╭─ SOURCE RECORDS

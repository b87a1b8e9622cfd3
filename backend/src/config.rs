//! Server configuration read from the environment.
//!
//! | Variable                | Default            |
//! |-------------------------|--------------------|
//! | `SHOWCASE_HOST`         | `127.0.0.1`        |
//! | `SHOWCASE_PORT`         | `8080`             |
//! | `SHOWCASE_DATABASE`     | `showcase.sqlite`  |
//! | `SHOWCASE_MEDIA_DIR`    | `media`            |
//! | `SHOWCASE_OPEN_BROWSER` | `true`             |

use std::env;
use std::path::PathBuf;

/// Upper bound for a single uploaded media file.
pub const MAX_MEDIA_BYTES: usize = 50 * 1024 * 1024;

/// Upper bound for the number of parts in one multipart form.
pub const MAX_FORM_PARTS: usize = 32;

/// Upper bound for a whole multipart form: both media files plus text fields.
pub const MAX_FORM_BYTES: usize = 2 * MAX_MEDIA_BYTES + 4 * 1024 * 1024;

/// Upper bound for JSON request bodies.
pub const JSON_LIMIT: usize = 10 * 1024 * 1024;

#[derive(Debug, Clone)]
pub struct AppConfig {
    pub host: String,
    pub port: u16,
    pub database_path: PathBuf,
    pub media_dir: PathBuf,
    pub open_browser: bool,
}

impl AppConfig {
    pub fn from_env() -> Self {
        Self::from_lookup(|key| env::var(key).ok())
    }

    fn from_lookup(lookup: impl Fn(&str) -> Option<String>) -> Self {
        let port = match lookup("SHOWCASE_PORT").map(|v| v.parse::<u16>()) {
            Some(Ok(port)) => port,
            Some(Err(e)) => {
                log::warn!("Ignoring invalid SHOWCASE_PORT ({}), using 8080", e);
                8080
            }
            None => 8080,
        };
        let open_browser = lookup("SHOWCASE_OPEN_BROWSER")
            .map(|v| !matches!(v.to_ascii_lowercase().as_str(), "0" | "false" | "no"))
            .unwrap_or(true);

        Self {
            host: lookup("SHOWCASE_HOST").unwrap_or_else(|| "127.0.0.1".to_string()),
            port,
            database_path: lookup("SHOWCASE_DATABASE")
                .unwrap_or_else(|| "showcase.sqlite".to_string())
                .into(),
            media_dir: lookup("SHOWCASE_MEDIA_DIR")
                .unwrap_or_else(|| "media".to_string())
                .into(),
            open_browser,
        }
    }

    pub fn url(&self) -> String {
        format!("http://{}:{}", self.host, self.port)
    }
}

╰─

• **PROBLEM**
Every entry is to be transcribed exactly as it stands.

• **TASK OUTPUT**
repository b87a1b8e9622cfd3
filename backend/src/config.rs
//! Server configuration read from the environment.
//!
//! | Variable                | Default            |
//! |-------------------------|--------------------|
//! | `SHOWCASE_HOST`         | `127.0.0.1`        |
//! | `SHOWCASE_PORT`         | `8080`             |
//! | `SHOWCASE_DATABASE`     | `showcase.sqlite`  |
//! | `SHOWCASE_MEDIA_DIR`    | `media`            |
//! | `SHOWCASE_OPEN_BROWSER` | `true`             |

use std::env;
use std::path::PathBuf;

/// Upper bound for a single uploaded media file.
pub const MAX_MEDIA_BYTES: usize = 50 * 1024 * 1024;

/// Upper bound for the number of parts in one multipart form.
pub const MAX_FORM_PARTS: usize = 32;

/// Upper bound for a whole multipart form: both media files plus text fields.
pub const MAX_FORM_BYTES: usize = 2 * MAX_MEDIA_BYTES + 4 * 1024 * 1024;

/// Upper bound for JSON request bodies.
pub const JSON_LIMIT: usize = 10 * 1024 * 1024;

#[derive(Debug, Clone)]
pub struct AppConfig {
    pub host: String,
    pub port: u16,
    pub database_path: PathBuf,
    pub media_dir: PathBuf,
    pub open_browser: bool,
}

impl AppConfig {
    pub fn from_env() -> Self {
        Self::from_lookup(|key| env::var(key).ok())
    }

    fn from_lookup(lookup: impl Fn(&str) -> Option<String>) -> Self {
        let port = match lookup("SHOWCASE_PORT").map(|v| v.parse::<u16>()) {
            Some(Ok(port)) => port,
            Some(Err(e)) => {
                log::warn!("Ignoring invalid SHOWCASE_PORT ({}), using 8080", e);
                8080
            }
            None => 8080,
        };
        let open_browser = lookup("SHOWCASE_OPEN_BROWSER")
            .map(|v| !matches!(v.to_ascii_lowercase().as_str(), "0" | "false" | "no"))
            .unwrap_or(true);

        Self {
            host: lookup("SHOWCASE_HOST").unwrap_or_else(|| "127.0.0.1".to_string()),
            port,
            database_path: lookup("SHOWCASE_DATABASE")
                .unwrap_or_else(|| "showcase.sqlite".to_string())
                .into(),
            media_dir: lookup("SHOWCASE_MEDIA_DIR")
                .unwrap_or_else(|| "media".to_string())
                .into(),
            open_browser,
        }
    }

    pub fn url(&self) -> String {
        format!("http://{}:{}", self.host, self.port)
    }
}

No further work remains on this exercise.